In [1]:
import os
import sys

# Get the current working directory
current_dir = os.getcwd()
# Add the ./src folder to the Python module search path
sys.path.append(os.path.join(current_dir, '..', 'src'))

from train_test import *
from utils import *
from optimize import *
import numpy as np
import pandas as pd
from scipy import stats
from scipy.optimize import minimize
import seaborn as sns
import matplotlib.pyplot as plt
import os
from sklearn.ensemble import RandomForestRegressor
from sklearn.model_selection import train_test_split, KFold, RandomizedSearchCV
from sklearn.metrics import r2_score, mean_squared_error
from sklearn.preprocessing import StandardScaler
from sklearn.preprocessing import OneHotEncoder
from sklearn.linear_model import Ridge 
import xgboost as xgb
from scipy.stats import pearsonr


sns.set_style('ticks')

In [2]:
input_path = '../Data/'

features_file_1 = 'featureSelection/selection_cleanMordredDescriptors.csv'
features_file_2 =  'deepnose_features.npy'
CID_file = 'molecules_train_cid.npy'

# Read all copies, before and after correction; before was also downloaded from Dropbox.
mixture_file = 'Mixure_Definitions_Training_set_UPD2.csv' 
training_task_file = 'TrainingData_mixturedist.csv'

# Mordred features
features_1 = pd.read_csv(os.path.join(input_path, features_file_1), index_col= 0)
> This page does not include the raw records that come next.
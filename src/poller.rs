//! Task progress polling and the loading overlay it reports into.
//!
//! One fixed-interval timer per page. Each tick fetches the task's progress
//! report; failures are logged and the next tick tries again. A terminal
//! status, an explicit [`ProgressController::stop`] or hiding the overlay ends
//! the poll.

use std::cell::RefCell;
use std::rc::Rc;

use gloo_net::http::Request;
use gloo_timers::callback::Interval;
use leptos::prelude::*;
use leptos::task::spawn_local;
use log::{debug, error, info};

use crate::config::Settings;
use crate::error::PollError;
use crate::progress::{PollOutcome, PollSession, ProgressLog, ProgressReport};

/// Fetches one progress report.
pub async fn fetch_report(url: &str) -> Result<ProgressReport, PollError> {
	let response = Request::get(url).send().await.map_err(PollError::Request)?;
	if !response.ok() {
		return Err(PollError::Status {
			status: response.status(),
			status_text: response.status_text(),
		});
	}
	response
		.json::<ProgressReport>()
		.await
		.map_err(PollError::Decode)
}

/// Local wall-clock time, e.g. "14:03:27".
fn local_time(locale: &str) -> String {
	js_sys::Date::new_0().to_locale_time_string(locale).into()
}

struct PollerInner {
	interval: RefCell<Option<Interval>>,
	session: RefCell<PollSession>,
	settings: Settings,
}

/// Owns the overlay visibility, the progress log and the poll timer.
///
/// Cheap to clone; clones share the same timer.
#[derive(Clone)]
pub struct ProgressController {
	/// Lines shown in the overlay.
	pub log: RwSignal<ProgressLog>,
	/// Whether the loading overlay is shown.
	pub overlay_visible: RwSignal<bool>,
	/// Reactive mirror of [`ProgressController::is_polling`].
	pub polling: RwSignal<bool>,
	inner: Rc<PollerInner>,
}

impl ProgressController {
	/// Creates an idle controller; `overlay_visible` is the overlay's initial state.
	pub fn new(settings: &Settings, overlay_visible: bool) -> Self {
		Self {
			log: RwSignal::new(ProgressLog::default()),
			overlay_visible: RwSignal::new(overlay_visible),
			polling: RwSignal::new(false),
			inner: Rc::new(PollerInner {
				interval: RefCell::new(None),
				session: RefCell::new(PollSession::default()),
				settings: settings.clone(),
			}),
		}
	}

	fn settings(&self) -> &Settings {
		&self.inner.settings
	}

	/// Appends a local message to the log, stamped with the current time.
	pub fn add_message(&self, text: &str, kind: &str) {
		let timestamp = local_time(&self.settings().locale);
		self.log.update(|log| log.push(timestamp, text, kind));
	}

	/// Empties the log and forgets which server messages were shown.
	pub fn clear_log(&self) {
		self.log.update(ProgressLog::clear);
	}

	/// Shows the overlay with an empty log.
	pub fn show_overlay(&self) {
		self.overlay_visible.set(true);
		self.clear_log();
	}

	/// Hides the overlay. Polling stops with it.
	pub fn hide_overlay(&self) {
		self.overlay_visible.set(false);
		self.stop();
	}

	/// True between `start` and the matching stop, terminal status or hide.
	pub fn is_polling(&self) -> bool {
		self.inner.session.borrow().is_active()
	}

	/// Starts polling `task_id`, replacing any poll already running. The first
	/// request goes out immediately.
	pub fn start(&self, task_id: &str) {
		self.stop();
		self.clear_log();

		let generation = self.inner.session.borrow_mut().begin();
		let url = self.settings().progress_url(task_id);

		self.poll(url.clone(), generation);
		let this = self.clone();
		let interval = Interval::new(self.settings().poll_interval_ms, move || {
			this.poll(url.clone(), generation);
		});
		*self.inner.interval.borrow_mut() = Some(interval);
		self.polling.set(true);
		info!("contingency-network: started polling for task {}", task_id);
	}

	/// Cancels the poll timer. Responses still in flight are ignored.
	pub fn stop(&self) {
		let ended = self.inner.session.borrow_mut().end();
		let had_timer = self
			.inner
			.interval
			.borrow_mut()
			.take()
			.map(Interval::cancel)
			.is_some();
		if ended || had_timer {
			self.polling.set(false);
			info!("contingency-network: stopped polling");
		}
	}

	fn poll(&self, url: String, generation: u64) {
		let this = self.clone();
		spawn_local(async move {
			match fetch_report(&url).await {
				Ok(report) => this.apply(&report, generation),
				Err(e) => error!("contingency-network: {}", e),
			}
		});
	}

	fn apply(&self, report: &ProgressReport, generation: u64) {
		let timestamp = local_time(&self.settings().locale);
		let mut outcome = PollOutcome::Stale;
		self.log.update(|log| {
			outcome = self
				.inner
				.session
				.borrow_mut()
				.accept(generation, report, log, &timestamp);
		});

		match outcome {
			PollOutcome::Stale => debug!("contingency-network: dropped stale progress response"),
			PollOutcome::Continue { added } => {
				debug!("contingency-network: {} new progress messages", added)
			}
			PollOutcome::Finished { status, .. } => {
				info!("contingency-network: task reached status {:?}", status);
				self.stop();
			}
		}
	}
}
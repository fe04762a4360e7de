//! Client entrypoint for the CSR build.

// Bin target reuses lib deps, silence noisy lint.
#![allow(unused_crate_dependencies)]

use contingency_network::{App, init_logging};
use leptos::prelude::*;

fn main() {
	init_logging();

	mount_to_body(|| {
		view! { <App /> }
	})
}
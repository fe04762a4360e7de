//! Collapsible sidebar holding the analysis form.

use leptos::ev::SubmitEvent;
use leptos::prelude::*;
use log::info;

use crate::config::Settings;
use crate::poller::ProgressController;
use crate::progress::char_count_label;

const SUBMIT_MESSAGE: &str = "Enviando nova solicitação de análise do gráfico...";

/// Sidebar toggle button plus the sidebar itself.
///
/// Submitting the form opens the loading overlay and lets the browser carry
/// on with the regular POST.
#[component]
pub fn Sidebar(
	settings: Settings,
	#[prop(default = None)] original_text: Option<String>,
	progress: ProgressController,
) -> impl IntoView {
	let open = RwSignal::new(false);
	let text = RwSignal::new(original_text.unwrap_or_default());
	let max_chars = settings.max_chars;

	let on_submit = move |_: SubmitEvent| {
		info!("contingency-network: submitting analysis form");
		progress.show_overlay();
		progress.add_message(SUBMIT_MESSAGE, "info");
	};

	view! {
		<button
			id="sidebarToggle"
			class="sidebar-toggle"
			title="Nova análise"
			on:click=move |_| open.update(|o| *o = !*o)
		>
			<i class=move || if open.get() { "fa fa-times" } else { "fa fa-bars" }></i>
		</button>
		<aside id="sidebar" class="sidebar" class:visible=move || open.get()>
			<h2>"Nova análise"</h2>
			<form id="updateForm" method="post" action=settings.analysis_action on:submit=on_submit>
				<textarea
					id="analysisTextarea"
					name="texto_entrada"
					rows="12"
					maxlength=max_chars.to_string()
					prop:value=move || text.get()
					on:input=move |ev| text.set(event_target_value(&ev))
				></textarea>
				<div id="charCountNetwork" class="char-count">
					{move || text.with(|t| char_count_label(t, max_chars))}
				</div>
				<button type="submit" id="updateGraphButton" class="btn-submit">
					"Atualizar gráfico"
				</button>
			</form>
		</aside>
	}
}
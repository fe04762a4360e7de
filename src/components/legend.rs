//! Node-group legend with a show/hide toggle.

use std::collections::HashMap;

use leptos::prelude::*;

/// Display order and captions for the known node groups.
const KNOWN_GROUPS: [(&str, &str); 5] = [
	("sujeito", "Sujeito"),
	("acao", "Ação"),
	("estimulo", "Estímulo"),
	("condicao", "Condição"),
	("hipotese", "Hipótese"),
];

/// `(caption, color)` rows: known groups first in their usual order, then any
/// extra groups alphabetically under their raw name.
pub fn legend_entries(colors: &HashMap<String, String>) -> Vec<(String, String)> {
	let mut rows: Vec<(String, String)> = KNOWN_GROUPS
		.iter()
		.filter_map(|(group, caption)| colors.get(*group).map(|c| (caption.to_string(), c.clone())))
		.collect();

	let mut extra: Vec<(String, String)> = colors
		.iter()
		.filter(|(group, _)| !KNOWN_GROUPS.iter().any(|(known, _)| known == group))
		.map(|(group, color)| (group.clone(), color.clone()))
		.collect();
	extra.sort();
	rows.extend(extra);
	rows
}

/// Legend box, hidden until the toggle button is pressed.
#[component]
pub fn Legend(node_colors: HashMap<String, String>) -> impl IntoView {
	let shown = RwSignal::new(false);
	let rows = legend_entries(&node_colors);

	view! {
		<button
			id="toggleLegendButton"
			class="legend-toggle"
			title="Legenda"
			on:click=move |_| shown.update(|s| *s = !*s)
		>
			<i class=move || if shown.get() { "fa fa-eye-slash" } else { "fa fa-eye" }></i>
		</button>
		<div
			id="legendInfoBox"
			class="legend-info-box"
			style:display=move || if shown.get() { "" } else { "none" }
		>
			<ul class="legend-list">
				{rows
					.into_iter()
					.map(|(caption, color)| {
						view! {
							<li class="legend-item">
								<span class="legend-swatch" style:background-color=color></span>
								{caption}
							</li>
						}
					})
					.collect_view()}
			</ul>
		</div>
	}
}

#[cfg(test)]
mod tests {
	use super::*;
	use crate::config::default_node_colors;

	#[test]
	fn known_groups_keep_their_order() {
		let rows = legend_entries(&default_node_colors());
		let captions: Vec<&str> = rows.iter().map(|(c, _)| c.as_str()).collect();
		assert_eq!(captions, ["Sujeito", "Ação", "Estímulo", "Condição", "Hipótese"]);
		assert_eq!(rows[0].1, "#FFD700");
	}

	#[test]
	fn extra_groups_follow_sorted() {
		let mut colors = default_node_colors();
		colors.remove("condicao");
		colors.insert("zeta".into(), "#000".into());
		colors.insert("beta".into(), "#111".into());
		let rows = legend_entries(&colors);
		assert_eq!(rows.len(), 6);
		assert_eq!(rows[4], ("beta".to_string(), "#111".to_string()));
		assert_eq!(rows[5].0, "zeta");
	}
}
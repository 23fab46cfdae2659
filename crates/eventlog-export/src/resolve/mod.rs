//! Bot name -> resource id resolution.
//!
//! Two sources disagree on where bot identity lives: the event store records
//! `{"botName", "agentId"}` pairs in `MESSAGE.REMARKS`, while the bot registry
//! exposes `GET {base}/bots` as `{id: {"name": ...}}`.

use std::time::Duration;

use reqwest::{Client, Url};
use serde_json::Value;
use tracing::{error, info, warn};

use crate::error::{ExportError, ExportResult};
use crate::models::dedupe_preserving_order;
use crate::store::{self, EventStore};

pub const DEFAULT_REGISTRY_TIMEOUT: Duration = Duration::from_secs(30);

/// Resource ids for `bot_name` according to the event store.
pub fn resolve_from_store(store: &EventStore, bot_name: &str) -> ExportResult<Vec<String>> {
    let bot_name = bot_name.trim();
    if bot_name.is_empty() {
        return Err(ExportError::invalid_filter("bot name must be set"));
    }

    let ids = dedupe_preserving_order(store::agent_ids_for_bot(store, bot_name)?);
    if ids.is_empty() {
        error!(bot_name, "no resource ids recorded in event store for bot");
    } else {
        info!(bot_name, resource_ids = ?ids, "resolved bot from event store");
    }
    Ok(ids)
}

#[derive(Debug, Clone)]
pub struct RegistryClient {
    http: Client,
}

impl RegistryClient {
    pub fn new(timeout: Duration) -> ExportResult<Self> {
        let http = Client::builder()
            .timeout(timeout)
            .build()
            .map_err(|error| {
                ExportError::configuration(format!("failed to construct registry client: {error}"))
            })?;
        Ok(Self { http })
    }

    /// Resource ids registered under `bot_name`. Malformed registry documents
    /// degrade to an empty result; transport failures do not.
    pub async fn resolve(&self, endpoint: Option<&str>, bot_name: &str) -> ExportResult<Vec<String>> {
        let endpoint = endpoint
            .map(str::trim)
            .filter(|endpoint| !endpoint.is_empty())
            .ok_or_else(|| ExportError::configuration("bot manager url must be set"))?;
        let url = bots_url(endpoint)?;

        info!(%url, bot_name, "fetching resource ids from bot registry");
        let response = self
            .http
            .get(url.clone())
            .send()
            .await
            .map_err(|error| ExportError::transport(format!("GET {url} failed: {error}")))?;
        let status = response.status();
        let body = response.text().await.map_err(|error| {
            ExportError::transport(format!("failed to read registry response from {url}: {error}"))
        })?;
        if !status.is_success() {
            return Err(ExportError::transport(format!(
                "registry {url} returned {status}"
            )));
        }

        let ids = match bot_ids_from_registry_document(&body, bot_name) {
            Some(ids) => ids,
            None => {
                warn!(%url, "registry response is not a JSON object; treating as no bots");
                return Ok(Vec::new());
            }
        };
        if ids.is_empty() {
            error!(bot_name, "no resource ids found for bot in registry");
        }
        Ok(ids)
    }
}

/// Keys of `{id: {"name": bot_name, ...}}` entries. `None` when the document
/// is not a JSON object.
#[must_use]
pub fn bot_ids_from_registry_document(body: &str, bot_name: &str) -> Option<Vec<String>> {
    let document: Value = serde_json::from_str(body).ok()?;
    let bots = document.as_object()?;
    let ids = bots
        .iter()
        .filter(|(_, descriptor)| {
            descriptor
                .get("name")
                .and_then(Value::as_str)
                .is_some_and(|name| name == bot_name)
        })
        .map(|(id, _)| id.clone());
    Some(dedupe_preserving_order(ids))
}

fn bots_url(endpoint: &str) -> ExportResult<Url> {
    let raw = format!("{}/bots", endpoint.trim_end_matches('/'));
    Url::parse(&raw).map_err(|error| {
        ExportError::configuration(format!("invalid bot manager url `{endpoint}`: {error}"))
    })
}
features_2 = np.load(os.path.join(input_path, features_file_2))

features_CIDs = np.load(os.path.join(input_path, CID_file))
# Training dataframe
training_set = pd.read_csv(os.path.join(input_path, training_task_file))

# Mapping helper files
mixtures_IDs = pd.read_csv(os.path.join(input_path, mixture_file))


feature_file_3 = 'Fingerprints/Morgan_Fingerprints_Frequency_Size50.csv'
features_3 = pd.read_csv(os.path.join(input_path, feature_file_3), index_col= 0)
features_file_4 =  'leffingwell_features_96.npy'
features_4 = np.load(os.path.join(input_path, features_file_4))




In [3]:
scaler = StandardScaler(with_mean=True, with_std=True)

# standardize Mordred
features_1_np = scaler.fit_transform(features_1)
features_1 = pd.DataFrame(features_1_np, columns=features_1.columns, index=features_1.index)


# log standardize deepnose
scaler = StandardScaler(with_mean=True, with_std=True)
epsilon = 1e-8 
features_2 = scaler.fit_transform(np.log(features_2 + epsilon))

In [4]:
# Double check the number of unique non-NaN values in each feature column
num_unique_values = np.count_nonzero(~np.isnan(features_1), axis=0)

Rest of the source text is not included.